KADOKAWAアスキー・メディアワークスが主催する「第22回電撃大賞」の贈呈式が11月17日、都内のホテルで開かれた。今回は小説、イラスト、コミックの3部門に応募総数5650作品が寄せられ、小説大賞は松村涼哉氏の『ただ、それだけで良かったんです』、角埜杞真氏の『トーキョー下町ゴールドクラッシュ!』、イラスト大賞はyukim氏の『ビューティフルマンデー』(メディアワークス文庫、宇佐見秋伸著)、コミック大賞はからあげ太郎氏の『箱庭グランディエ』がそれぞれ選ばれた。

紀伊國屋書店など新規加入/プレミアムセール上位狙う/東京トーハン会

東京トーハン会は11月18日、東京・新宿区のトーハン本社で第7回総会を開催。会員42法人(委任状24法人)が出席した。

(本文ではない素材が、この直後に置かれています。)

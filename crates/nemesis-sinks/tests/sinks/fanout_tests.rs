// nemesis-sinks/tests/sinks/fanout_tests.rs
// ============================================================================
// Module: FanoutSink Unit Tests
// Description: Tests for the fan-out result sink.
// Purpose: Validate delivery to every member and first-error reporting.
// Dependencies: nemesis-core, nemesis-sinks
// ============================================================================

//! ## Overview
//! Exercises [`nemesis_sinks::FanoutSink`] delegation.

use nemesis_core::InMemoryResultSink;
use nemesis_core::ResultSink;
use nemesis_core::SinkError;
use nemesis_sinks::CsvSink;
use nemesis_sinks::FanoutSink;
use nemesis_sinks::JsonLinesSink;

use super::common::FailingWriter;
use super::common::SharedBuffer;
use super::common::completed_result;

/// Tests every member receives the result.
#[test]
fn fanout_sink_records_into_every_member() {
    let memory = InMemoryResultSink::new();
    let buffer = SharedBuffer::new();
    let sink = FanoutSink::new()
        .with_sink(Box::new(memory.clone()))
        .with_sink(Box::new(JsonLinesSink::new(buffer.clone())));

    sink.record(&completed_result("op")).expect("record");
    sink.flush().expect("flush");

    assert_eq!(sink.len(), 2);
    assert_eq!(memory.results().expect("results").len(), 1);
    assert_eq!(buffer.to_string_lossy().lines().count(), 6);
}

/// Tests later members still record after an earlier member fails.
#[test]
fn fanout_sink_attempts_all_members_and_returns_first_error() {
    let memory = InMemoryResultSink::new();
    let sink = FanoutSink::new()
        .with_sink(Box::new(CsvSink::new(FailingWriter)))
        .with_sink(Box::new(JsonLinesSink::new(FailingWriter)))
        .with_sink(Box::new(memory.clone()));

    let err = sink.record(&completed_result("op")).unwrap_err();

    assert!(matches!(err, SinkError::Write(_)));
    assert_eq!(memory.results().expect("results").len(), 1);
}

/// Tests an empty fan-out accepts results.
#[test]
fn fanout_sink_without_members_is_a_no_op() {
    let sink = FanoutSink::new();

    sink.record(&completed_result("op")).expect("record");

    assert!(sink.is_empty());
}
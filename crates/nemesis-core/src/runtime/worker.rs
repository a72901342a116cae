// nemesis-core/src/runtime/worker.rs
// ============================================================================
// Module: Worker
// Description: One thread repeating one action until told to stop.
// Purpose: Generate load and record every attempt as an outcome.
// Dependencies: crate::{core, interfaces, runtime::traffic}, rand, tracing
// ============================================================================

//! ## Overview
//! A [`Worker`] owns one exclusive connection for its lifetime. Each loop
//! iteration runs the action once, measures it, and appends an [`Outcome`].
//! Failed actions are recorded and the loop continues; only the stop flag,
//! checked at the iteration boundary, ends it.
//! Invariants:
//! - `Ready` is signalled after the first attempted action, success or not.
//! - `Stopped` is signalled exactly once, after the last append, even when
//!   the action panics.
//! - Appends to a sealed [`OutcomeLog`] are discarded.

// ============================================================================
// SECTION: Imports
// ============================================================================

use std::sync::Arc;
use std::sync::Mutex;
use std::sync::MutexGuard;
use std::sync::PoisonError;
use std::sync::atomic::AtomicBool;
use std::sync::atomic::Ordering;
use std::sync::mpsc::Sender;
use std::time::Instant;

use rand::SeedableRng;
use rand::rngs::StdRng;
use tracing::debug;
use tracing::warn;

use crate::core::Outcome;
use crate::core::WorkerId;
use crate::interfaces::Backend;
use crate::runtime::traffic::WorkerAction;

// ============================================================================
// SECTION: Signals
// ============================================================================

/// Lifecycle notifications sent from workers to their pool.
#[derive(Debug, Clone, PartialEq, Eq)]
pub enum WorkerSignal {
    /// The worker finished its first attempted action.
    Ready(WorkerId),
    /// The worker could not open its connection.
    ConnectFailed {
        /// Worker that failed.
        worker: WorkerId,
        /// Connect error description.
        error: String,
    },
    /// The worker left its loop and will record nothing further.
    Stopped(WorkerId),
}

// ============================================================================
// SECTION: Outcome Log
// ============================================================================

/// Mutable state behind an [`OutcomeLog`].
#[derive(Debug, Default)]
struct LogState {
    /// Recorded outcomes in attempt order.
    outcomes: Vec<Outcome>,
    /// Once set, appends are discarded.
    sealed: bool,
    /// Appends rejected after sealing.
    discarded: u64,
}

/// Append-only outcome buffer shared between a worker and its pool.
#[derive(Debug, Clone, Default)]
pub struct OutcomeLog {
    /// Shared log state.
    state: Arc<Mutex<LogState>>,
}

impl OutcomeLog {
    /// Locks the state, recovering from a poisoned mutex.
    fn lock(&self) -> MutexGuard<'_, LogState> {
        self.state.lock().unwrap_or_else(PoisonError::into_inner)
    }

    /// Appends an outcome; returns false when the log is sealed.
    pub fn append(&self, outcome: Outcome) -> bool {
        let mut state = self.lock();
        if state.sealed {
            state.discarded = state.discarded.saturating_add(1);
            return false;
        }
        state.outcomes.push(outcome);
        true
    }

    /// Takes every recorded outcome.
    pub fn take(&self) -> Vec<Outcome> {
        std::mem::take(&mut self.lock().outcomes)
    }

    /// Seals the log and takes the outcomes recorded so far.
    pub fn seal(&self) -> Vec<Outcome> {
        let mut state = self.lock();
        state.sealed = true;
        std::mem::take(&mut state.outcomes)
    }

    /// Returns the number of appends rejected after sealing.
    #[cfg(test)]
    pub fn discarded(&self) -> u64 {
        self.lock().discarded
    }
}

// ============================================================================
// SECTION: Worker
// ============================================================================

/// Sends `Stopped` when dropped, covering normal exit and unwinding.
struct StopAck {
    /// Worker being acknowledged.
    worker: WorkerId,
    /// Pool signal channel.
    signals: Sender<WorkerSignal>,
}

impl Drop for StopAck {
    fn drop(&mut self) {
        if self.signals.send(WorkerSignal::Stopped(self.worker)).is_err() {
            debug!(worker = %self.worker, "pool gone before stop acknowledgement");
        }
    }
}

/// One load-generating worker bound to a role action.
pub struct Worker {
    /// Worker identity.
    pub id: WorkerId,
    /// Backend used to open the worker's own connection.
    pub backend: Arc<dyn Backend>,
    /// Action repeated each iteration.
    pub action: WorkerAction,
    /// Shared run-start epoch.
    pub epoch: Instant,
    /// Stop flag shared with the pool.
    pub stop: Arc<AtomicBool>,
    /// Outcome buffer shared with the pool.
    pub log: OutcomeLog,
    /// Lifecycle signal channel.
    pub signals: Sender<WorkerSignal>,
}

impl Worker {
    /// Runs the worker loop until the stop flag is observed.
    pub fn run(self) {
        let _ack = StopAck {
            worker: self.id,
            signals: self.signals.clone(),
        };
        let mut connection = match self.backend.connect() {
            Ok(connection) => connection,
            Err(err) => {
                warn!(worker = %self.id, error = %err, "worker connect failed");
                let signal = WorkerSignal::ConnectFailed {
                    worker: self.id,
                    error: err.to_string(),
                };
                if self.signals.send(signal).is_err() {
                    debug!(worker = %self.id, "pool gone before connect failure report");
                }
                return;
            }
        };
        let mut rng = StdRng::from_entropy();
        let mut announced = false;
        while !self.stop.load(Ordering::Acquire) {
            let started = Instant::now();
            let offset = started.saturating_duration_since(self.epoch);
            let result = (self.action)(connection.as_mut(), &mut rng);
            let duration = started.elapsed();
            let outcome = match result {
                Ok(()) => Outcome::success(offset, duration),
                Err(err) => Outcome::failure(offset, duration, err.to_string()),
            };
            if !self.log.append(outcome) {
                break;
            }
            if !announced {
                announced = true;
                if self.signals.send(WorkerSignal::Ready(self.id)).is_err() {
                    break;
                }
            }
        }
        debug!(worker = %self.id, "worker loop exited");
    }
}

// ============================================================================
// SECTION: Tests
// ============================================================================
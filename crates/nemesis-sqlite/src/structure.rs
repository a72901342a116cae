// nemesis-sqlite/src/structure.rs
// ============================================================================
// Module: Table Structure
// Description: Creation and seeding of the traffic target table.
// Purpose: Give workers a populated table to read and write.
// Dependencies: nemesis-core, rand, rusqlite, tracing
// ============================================================================

//! ## Overview
//! [`prepare_structure`] drops and recreates the target table as
//! `(id INTEGER PRIMARY KEY AUTOINCREMENT, name TEXT NOT NULL)` and inserts
//! the requested number of random names in one transaction. Leftover tables
//! from an interrupted `rename-table` run are dropped as well.

// ============================================================================
// SECTION: Imports
// ============================================================================

use nemesis_core::random_name;
use rand::SeedableRng;
use rand::rngs::StdRng;
use rusqlite::params;
use tracing::info;

use crate::backend::SqliteBackend;
use crate::backend::SqliteBackendError;

// ============================================================================
// SECTION: Constants
// ============================================================================

/// Maximum identifier length accepted for table names.
const MAX_IDENTIFIER_LENGTH: usize = 64;

/// Rows inserted between progress log lines.
const PROGRESS_INTERVAL: u64 = 100_000;

// ============================================================================
// SECTION: Structure
// ============================================================================

/// Checks that `name` is a plain SQL identifier (`[A-Za-z_][A-Za-z0-9_]*`).
///
/// # Errors
///
/// Returns [`SqliteBackendError::Invalid`] for anything else.
pub fn validate_identifier(name: &str) -> Result<(), SqliteBackendError> {
    let mut chars = name.chars();
    let valid_start = chars.next().is_some_and(|first| first.is_ascii_alphabetic() || first == '_');
    let valid_rest = chars.all(|ch| ch.is_ascii_alphanumeric() || ch == '_');
    if !valid_start || !valid_rest || name.len() > MAX_IDENTIFIER_LENGTH {
        return Err(SqliteBackendError::Invalid(format!("invalid table identifier: {name}")));
    }
    Ok(())
}

/// Recreates `table` and seeds it with `rows` random names. Returns the number
/// of rows inserted.
///
/// # Errors
///
/// Returns [`SqliteBackendError`] when the table name is invalid or any
/// statement fails; the transaction is rolled back in that case.
pub fn prepare_structure(
    backend: &SqliteBackend,
    table: &str,
    rows: u64,
) -> Result<u64, SqliteBackendError> {
    validate_identifier(table)?;
    let mut connection = backend.open()?;
    let tx = connection.transaction().map_err(|err| SqliteBackendError::Db(err.to_string()))?;
    tx.execute_batch(&format!(
        "DROP TABLE IF EXISTS {table}; DROP TABLE IF EXISTS {table}_v1; DROP TABLE IF EXISTS \
         {table}_v2; CREATE TABLE {table} (id INTEGER PRIMARY KEY AUTOINCREMENT, name TEXT NOT \
         NULL);"
    ))
    .map_err(|err| SqliteBackendError::Db(err.to_string()))?;
    {
        let mut insert = tx
            .prepare(&format!("INSERT INTO {table} (name) VALUES (?1)"))
            .map_err(|err| SqliteBackendError::Db(err.to_string()))?;
        let mut rng = StdRng::from_entropy();
        for inserted in 1 ..= rows {
            insert
                .execute(params![random_name(&mut rng)])
                .map_err(|err| SqliteBackendError::Db(err.to_string()))?;
            if inserted % PROGRESS_INTERVAL == 0 {
                info!(table, inserted, total = rows, "seeding rows");
            }
        }
    }
    tx.commit().map_err(|err| SqliteBackendError::Db(err.to_string()))?;
    info!(table, rows, "target table prepared");
    Ok(rows)
}
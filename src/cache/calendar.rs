use redis::AsyncCommands;
use tracing::{debug, warn};
use uuid::Uuid;

use crate::cache::CacheService;

/// Key of a cached calendar response. `query` must already be canonical
/// (same parameters, same string) so equal requests share an entry.
pub fn calendar_key(user_id: Uuid, view: &str, query: &str) -> String {
    format!("calendar:{user_id}:{view}:{query}")
}

impl CacheService {
    /// Cached JSON body for `key`. Redis trouble is a miss, not an error.
    pub async fn get_calendar(&self, key: &str) -> Option<String> {
        let mut conn = self.redis.conn.clone();
        match conn.get::<_, Option<String>>(key).await {
            Ok(hit) => hit,
            Err(e) => {
                warn!("Calendar cache read failed: {:?}", e);
                None
            }
        }
    }

    pub async fn put_calendar(&self, key: &str, body: &str) {
        let mut conn = self.redis.conn.clone();
        if let Err(e) = conn.set_ex::<_, _, ()>(key, body, self.ttl_secs).await {
            warn!("Calendar cache write failed: {:?}", e);
        }
    }

    /// Drops every cached calendar response of a user. Called after any
    /// write that can change what their calendar shows.
    pub async fn invalidate_user_calendar(&self, user_id: Uuid) -> Result<(), redis::RedisError> {
        let pattern = format!("calendar:{user_id}:*");
        let mut conn = self.redis.conn.clone();
        let keys: Vec<String> = redis::cmd("KEYS").arg(&pattern).query_async(&mut conn).await?;
        if !keys.is_empty() {
            let _: () = conn.del(&keys).await?;
        }
        debug!("Invalidated {} calendar cache entries for user {}", keys.len(), user_id);
        Ok(())
    }
}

はじめに武田初男会長(芳進堂書店)が「平成26年度全国プレミアムセールの実績は全国23位と、前年の最下位33位から順位を上げた。組織を充実させねばと、紀伊國屋書店、博文堂書店、ブックスフジ、スーパーブックスと強力な4法人に加入していただいた。今年度も上期30位と低迷しているが、下期は上位に行けるのではないか」とあいさつ。議案審議ではすべての議案を原案通り承認し、閉会した。
総会終了後、懇親会を行い、書店18店34名、出版社74社86名、トーハン10名が出席。トーハンの藤井武彦社長は「書高雑低」と現状報告し、前月号・今月号の並列販売、定期購読キャンペーンなど雑誌増売のための施策を説明。さらに、客注は品揃え、スピード、コストともアマゾンに負けないものになったとして、「まだマーケットを掘り起こし、需要を喚起できる。新しいチャレンジに参画していただきたい」と求めた。
出版社を代表して池田書店の池田豊社長があいさつしたあと、新規加入書店の紀伊國屋書店の高井昌史社長は「東京の順位を上げると入会した。増売もだが読書推進に先頭に立って取り組むことで、出版界の回復につなげたい」と話した。